── INFORMATION SUPPLIED

use axum::{
    extract::{rejection::JsonRejection, Extension, Path, Query},
    http::StatusCode,
    response::Response,
    routing::get,
    Json, Router,
};
use chrono::Utc;
use sea_orm::{
    ActiveModelTrait, DatabaseConnection, DatabaseTransaction, EntityTrait, LoaderTrait,
    ModelTrait, QueryFilter, QueryOrder, Select, Set, TransactionTrait,
};
use serde::{Deserialize, Serialize};
use serde_json::{json, Value};
use std::sync::Arc;
use tracing::info;
use validator::Validate;

use crate::api::{
    catalog_condition, fetch_page, product::find_product, settle, PageLimits, PageQuery,
    PageResponse, Paged, Pagination,
};
use crate::entities::{
    category::Category,
    product::Entity as ProductEntity,
    review::{self, Entity as ReviewEntity},
};
use crate::error::{ApiError, ApiResult};
use crate::middleware::logging::to_response;
use crate::validation::{
    apply_category_rules, check, check_filter, non_empty_text, parse_category, parse_flag,
    required_text,
};

pub const REVIEW_PAGES: PageLimits = PageLimits {
    default: 20,
    max: 100,
};

const DATE_POSTED_FORMAT: &str = "%Y-%m-%d %H:%M:%S";
const RATING_MESSAGE: &str = "Rating must be a number between 1 and 5";

//ROUTERS
pub fn review_router(db: Arc<DatabaseConnection>) -> Router {
    Router::new()
        .route("/reviews", get(get_reviews).post(create_review))
        .route("/reviews/", get(get_reviews).post(create_review))
        .route("/reviews/filter", get(filter_reviews))
        .route("/reviews/product/:product_id", get(get_reviews_by_product))
        .route(
            "/reviews/:review_id",
            get(get_review).put(update_review).delete(delete_review),
        )
        .layer(Extension(db))
}

//ROUTES
async fn get_reviews(
    Extension(db): Extension<Arc<DatabaseConnection>>,
    Query(paging): Query<PageQuery>,
    Query(params): Query<ReviewListQuery>,
) -> ApiResult<Response> {
    let pagination = Pagination::from_query(&paging, REVIEW_PAGES);
    let with_product_name = parse_flag(params.include_product_name.as_deref(), false);

    let txn = db.begin().await?;
    let outcome: ApiResult<_> = async {
        let page = fetch_page(newest_first(ReviewEntity::find()), &txn, pagination).await?;
        if !with_product_name {
            return Ok(page.map(|review| ReviewView::new(review, None)));
        }
        with_product_names(&txn, page).await
    }
    .await;
    let page = settle(txn, outcome).await?;

    Ok(to_response(
        (StatusCode::OK, Json(PageResponse::new(page, pagination))),
        Ok(()),
    ))
}

async fn get_review(
    Path(review_id): Path<i32>,
    Extension(db): Extension<Arc<DatabaseConnection>>,
) -> ApiResult<Response> {
    let txn = db.begin().await?;
    let outcome = find_review(&txn, review_id).await;
    let review = settle(txn, outcome).await?;

    Ok(to_response(
        (StatusCode::OK, Json(ReviewView::new(review, None))),
        Ok(()),
    ))
}

async fn get_reviews_by_product(
    Path(product_id): Path<String>,
    Extension(db): Extension<Arc<DatabaseConnection>>,
    Query(paging): Query<PageQuery>,
) -> ApiResult<Response> {
    let pagination = Pagination::from_query(&paging, REVIEW_PAGES);

    let txn = db.begin().await?;
    let outcome: ApiResult<_> = async {
        let product = find_product(&txn, &product_id).await?;
        let select = newest_first(product.find_related(ReviewEntity));
        let page = fetch_page(select, &txn, pagination).await?;
        let name = product.name.clone();
        Ok((
            product,
            page.map(|review| ReviewView::new(review, Some(name.clone()))),
        ))
    }
    .await;
    let (product, page) = settle(txn, outcome).await?;

    let body = PageResponse::new(page, pagination)
        .echo("product_id", product.product_id)
        .echo("product_name", product.name);
    Ok(to_response((StatusCode::OK, Json(body)), Ok(())))
}

async fn filter_reviews(
    Extension(db): Extension<Arc<DatabaseConnection>>,
    Query(paging): Query<PageQuery>,
    Query(params): Query<ReviewFilterQuery>,
) -> ApiResult<Response> {
    let filter = check_filter(
        params.category.as_deref(),
        params.subcategory.as_deref(),
        params.brand.as_deref(),
    )?;
    let pagination = Pagination::from_query(&paging, REVIEW_PAGES);

    let txn = db.begin().await?;
    let outcome: ApiResult<_> = async {
        let select = newest_first(ReviewEntity::find().filter(catalog_condition(
            &filter,
            review::Column::Category,
            review::Column::Subcategory,
            review::Column::Brand,
        )));
        let page = fetch_page(select, &txn, pagination).await?;
        Ok(page.map(|review| ReviewView::new(review, None)))
    }
    .await;
    let page = settle(txn, outcome).await?;

    let body = PageResponse::new(page, pagination).echo_filter(&filter);
    Ok(to_response((StatusCode::OK, Json(body)), Ok(())))
}

async fn create_review(
    Extension(db): Extension<Arc<DatabaseConnection>>,
    payload: Result<Json<CreateReviewPayload>, JsonRejection>,
) -> ApiResult<Response> {
    let Json(payload) = payload?;

    let product_id = required_text(payload.product_id.as_deref(), "product_id")?;
    let user_alias = required_text(payload.user_alias.as_deref(), "user_alias")?;
    let review_text = required_text(payload.review_text.as_deref(), "review_text")?;
    let category = parse_category(&required_text(payload.category.as_deref(), "category")?)?;
    let rating = parse_rating(payload.rating.as_ref())?;
    check(&ReviewFields {
        user_alias: Some(user_alias.clone()),
        review_text: Some(review_text.clone()),
        rating,
    })?;
    let classification = apply_category_rules(
        category,
        payload.brand.as_deref(),
        payload.subcategory.as_deref(),
    )?;

    let txn = db.begin().await?;
    let outcome: ApiResult<_> = async {
        find_product(&txn, &product_id).await?;

        // Goes through the active model so the rating range check runs.
        let new_review = review::ActiveModel {
            product_id: Set(product_id.clone()),
            user_alias: Set(user_alias),
            review_text: Set(review_text),
            rating: Set(rating),
            category: Set(classification.category),
            subcategory: Set(classification.subcategory),
            brand: Set(classification.brand),
            date_posted: Set(Utc::now()),
            ..Default::default()
        };
        Ok(new_review.insert(&txn).await?)
    }
    .await;
    let review = settle(txn, outcome).await?;

    info!(review_id = review.review_id, product_id = %review.product_id, "Created review");
    Ok(to_response(
        (
            StatusCode::CREATED,
            Json(json!({
                "message": "Review added successfully!",
                "review_id": review.review_id
            })),
        ),
        Ok(()),
    ))
}

async fn update_review(
    Path(review_id): Path<i32>,
    Extension(db): Extension<Arc<DatabaseConnection>>,
    payload: Result<Json<UpdateReviewPayload>, JsonRejection>,
) -> ApiResult<Response> {
    let Json(payload) = payload?;

    let user_alias = non_empty_text(payload.user_alias.as_deref(), "user_alias")?;
    let review_text = non_empty_text(payload.review_text.as_deref(), "review_text")?;
    let category = payload
        .category
        .as_deref()
        .map(parse_category)
        .transpose()?;
    let rating = parse_rating(payload.rating.as_ref())?;
    check(&ReviewFields {
        user_alias: user_alias.clone(),
        review_text: review_text.clone(),
        rating,
    })?;

    let txn = db.begin().await?;
    let outcome: ApiResult<_> = async {
        let existing = find_review(&txn, review_id).await?;

        let classification = apply_category_rules(
            category.unwrap_or(existing.category),
            payload.brand.as_deref().or(existing.brand.as_deref()),
            payload
                .subcategory
                .as_deref()
                .or(existing.subcategory.as_deref()),
        )?;

        let mut review: review::ActiveModel = existing.into();
        if let Some(user_alias) = user_alias {
            review.user_alias = Set(user_alias);
        }
        if let Some(review_text) = review_text {
            review.review_text = Set(review_text);
        }
        if rating.is_some() {
            review.rating = Set(rating);
        }
        review.category = Set(classification.category);
        review.brand = Set(classification.brand);
        review.subcategory = Set(classification.subcategory);

        review.update(&txn).await?;
        Ok(())
    }
    .await;
    settle(txn, outcome).await?;

    info!(review_id, "Updated review");
    Ok(to_response(
        (
            StatusCode::OK,
            Json(json!({
                "message": "Review updated successfully!"
            })),
        ),
        Ok(()),
    ))
}

async fn delete_review(
    Path(review_id): Path<i32>,
    Extension(db): Extension<Arc<DatabaseConnection>>,
) -> ApiResult<Response> {
    let txn = db.begin().await?;
    let outcome: ApiResult<_> = async {
        let review = find_review(&txn, review_id).await?;
        review.delete(&txn).await?;
        Ok(())
    }
    .await;
    settle(txn, outcome).await?;

    info!(review_id, "Deleted review");
    Ok(to_response(
        (
            StatusCode::OK,
            Json(json!({
                "message": "Review deleted successfully!"
            })),
        ),
        Ok(()),
    ))
}

//Helpers
async fn find_review(txn: &DatabaseTransaction, review_id: i32) -> ApiResult<review::Model> {
    ReviewEntity::find_by_id(review_id)
        .one(txn)
        .await?
        .ok_or_else(|| ApiError::not_found("Review not found"))
}

fn newest_first(select: Select<ReviewEntity>) -> Select<ReviewEntity> {
    select
        .order_by_desc(review::Column::DatePosted)
        .order_by_desc(review::Column::ReviewId)
}

async fn with_product_names(
    txn: &DatabaseTransaction,
    page: Paged<review::Model>,
) -> ApiResult<Paged<ReviewView>> {
    let mut products = page.items.load_one(ProductEntity, txn).await?.into_iter();
    Ok(page.map(|review| {
        let name = products.next().flatten().map(|product| product.name);
        ReviewView::new(review, name)
    }))
}

/// Rating must be a JSON number when present; null counts as absent.
fn parse_rating(value: Option<&Value>) -> ApiResult<Option<f64>> {
    match value {
        None | Some(Value::Null) => Ok(None),
        Some(Value::Number(number)) => number
            .as_f64()
            .map(Some)
            .ok_or_else(|| ApiError::validation(RATING_MESSAGE)),
        Some(_) => Err(ApiError::validation(RATING_MESSAGE)),
    }
}

//Structs
#[derive(Deserialize, Debug)]
struct ReviewListQuery {
    include_product_name: Option<String>,
}

#[derive(Deserialize, Debug)]
struct ReviewFilterQuery {
    category: Option<String>,
    subcategory: Option<String>,
    brand: Option<String>,
}

#[derive(Deserialize, Debug)]
struct CreateReviewPayload {
    product_id: Option<String>,
    user_alias: Option<String>,
    review_text: Option<String>,
    rating: Option<Value>,
    category: Option<String>,
    subcategory: Option<String>,
    brand: Option<String>,
}

#[derive(Deserialize, Debug)]
struct UpdateReviewPayload {
    user_alias: Option<String>,
    review_text: Option<String>,
    rating: Option<Value>,
    category: Option<String>,
    subcategory: Option<String>,
    brand: Option<String>,
}

#[derive(Validate, Debug)]
struct ReviewFields {
    #[validate(length(
        min = 2,
        max = 50,
        message = "User alias must be between 2 and 50 characters long"
    ))]
    user_alias: Option<String>,
    #[validate(length(min = 10, message = "Review text must be at least 10 characters long"))]
    review_text: Option<String>,
    #[validate(range(min = 1.0, max = 5.0, message = "Rating must be a number between 1 and 5"))]
    rating: Option<f64>,
}

#[derive(Serialize, Debug)]
pub struct ReviewView {
    review_id: i32,
    product_id: String,
    #[serde(skip_serializing_if = "Option::is_none")]
    product_name: Option<String>,
    user_alias: String,
    review_text: String,
    rating: Option<f64>,
    category: Category,
    subcategory: Option<String>,
    brand: Option<String>,
    date_posted: String,
}

impl ReviewView {
    fn new(value: review::Model, product_name: Option<String>) -> ReviewView {
        ReviewView {
            review_id: value.review_id,
            product_id: value.product_id,
            product_name,
            user_alias: value.user_alias,
            review_text: value.review_text,
            rating: value.rating,
            category: value.category,
            subcategory: value.subcategory,
            brand: value.brand,
            date_posted: value.date_posted.format(DATE_POSTED_FORMAT).to_string(),
        }
    }
}

#[cfg(test)]
mod tests {
    use super::*;

    #[test]
    fn rating_must_be_a_number() {
        assert_eq!(parse_rating(None).unwrap(), None);
        assert_eq!(parse_rating(Some(&json!(null))).unwrap(), None);
        assert_eq!(parse_rating(Some(&json!(4))).unwrap(), Some(4.0));
        assert_eq!(parse_rating(Some(&json!(3.5))).unwrap(), Some(3.5));
        assert!(parse_rating(Some(&json!("5"))).is_err());
    }

    #[test]
    fn review_fields_enforce_lengths_and_range() {
        let fields = |alias: &str, text: &str, rating: Option<f64>| ReviewFields {
            user_alias: Some(alias.to_owned()),
            review_text: Some(text.to_owned()),
            rating,
        };

        assert!(check(&fields("Jo", "Solid build quality.", Some(5.0))).is_ok());
        assert!(check(&fields("Jo", "Solid build quality.", None)).is_ok());

        let err = check(&fields("J", "Solid build quality.", None)).unwrap_err();
        assert!(err.to_string().contains("User alias"));

        let err = check(&fields(&"x".repeat(51), "Solid build quality.", None)).unwrap_err();
        assert!(err.to_string().contains("User alias"));

        let err = check(&fields("Jo", "Too short", None)).unwrap_err();
        assert!(err.to_string().contains("Review text"));

        let err = check(&fields("Jo", "Solid build quality.", Some(6.0))).unwrap_err();
        assert!(err.to_string().contains(RATING_MESSAGE));
    }

    #[test]
    fn partial_updates_skip_absent_fields() {
        let fields = ReviewFields {
            user_alias: None,
            review_text: None,
            rating: None,
        };
        assert!(check(&fields).is_ok());
    }
}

────

**WORK INSTRUCTIONS**
Your answer should consist of all lines in the listing above that contain "PageResponse".

**THE ANSWER**
    PageResponse, Paged, Pagination,
        (StatusCode::OK, Json(PageResponse::new(page, pagination))),
    let body = PageResponse::new(page, pagination)
    let body = PageResponse::new(page, pagination).echo_filter(&filter);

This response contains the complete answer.